Wellness is not jade face rollers, $180 serums I could make at home for $5, or “shamanic” “yoga” “healings”. Face rolling, overpriced serums, and culturally appropriated healing practices are products (literally) of the commodification of self-care. In its most essential form, self-care is free. Self-care is learning to be right with your mind, self-care is cultivating an equitable relationship with the earth, self-care is studying your breath, self-care is opening your eyes to your community to see who is hurting around you, self-care is healing the parts of yourself that are in denial and shame. By Black lesbian writer and activist Audre Lorde’s definition, self-care—and specifically self-care for Black and Indigenous Womxn of Color and those who identify as LGBTQ+—is an act of political warfare; it means claiming agency over a right to wellbeing often denied to those who identify as such. 

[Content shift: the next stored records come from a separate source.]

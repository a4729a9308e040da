use async_trait::async_trait;
use tracing::info;

use crate::{
    error::Result,
    session::{Role, SessionState},
    step::{Step, StepHandler, Turn},
};

/// Any policy number of at least this many characters passes verification.
const MIN_POLICY_NUMBER_LEN: usize = 6;

pub(crate) const INTENT_MENU: &str = "Please select an option:\n\
    1. File a claim\n\
    2. Billing and payments\n\
    3. Roadside assistance\n\
    4. Policy changes";

/// First step of every conversation: checks the caller's policy number.
///
/// Verification failure is non-fatal; the session continues unverified and
/// the machine advances to intent selection either way.
pub struct VerificationStep;

#[async_trait]
impl StepHandler for VerificationStep {
    fn step(&self) -> Step {
        Step::Verification
    }

    async fn handle(&self, utterance: &str, state: &mut SessionState) -> Result<Turn> {
        let policy_number = utterance.trim();

        if policy_number.chars().count() >= MIN_POLICY_NUMBER_LEN {
            state.set_caller_identity(policy_number);
            state.mark_verified();
            state.record_message(Role::System, "Caller verified successfully");
            info!(session_id = %state.session_id, "caller verified");

            Ok(Turn::new(
                format!("✓ Verified. Thank you!\n\n{}", INTENT_MENU),
                Step::IntentSelection,
            ))
        } else {
            state.record_message(Role::System, "Verification failed");
            info!(session_id = %state.session_id, "verification failed, continuing unverified");

            Ok(Turn::new(
                format!(
                    "✗ Invalid policy number. Continuing without verification.\n\n{}",
                    INTENT_MENU
                ),
                Step::IntentSelection,
            ))
        }
    }
}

If we want to create change in ourselves and our communities, if we (especially liberal, feminist white womxn) want to be co-conspirators in wellness to BIPOC friends, if we want lasting systemic transformation, we must take off our blinders. We must see and work to transform the spaces in which many people are denied access to these basic human rights—that racism is now an officially declared a public health crisis, that BIPOC have had up to 6 times the rate of COVID-related deaths as white people and are more likely to receive worse care, that BIWOC are 3-4 times more likely to die of pregnancy-related causes, that simply walking on the street as a BIPOC or LGBTQ+ individual can be a matter of risking one’s life. If I choose to interrogate what wellness actually is, I understand it is inextricable from the politics of privilege, race, capitalism, gender and sexuality, and health care.

Wellness. Is. Political.

Follow: Dive In Well, Naaya, Loom, Erica Chidi, Latham Thomas, Kailea Sonrisa of Earth Is ʻOhana, and Queer Nature


Make no mistake: What you eat and how you care for yourself are political. 

Assess and acknowledge the privileges you hold (see mine in the post caption below).

Educate yourself, and don’t make assumptions or unnecessary judgments.

Investigate the companies you spend money on and demand that they do better.

Buy food from sources that treat their employees with respect, that do not make use of prison labor.

And maybe, instead of buying that jade face roller or condemning yourself for not having the money to go on that fancy retreat, slather some honey on your face and donate some time (and/or money) to an organization or individual working to dismantle systems of oppression in your community.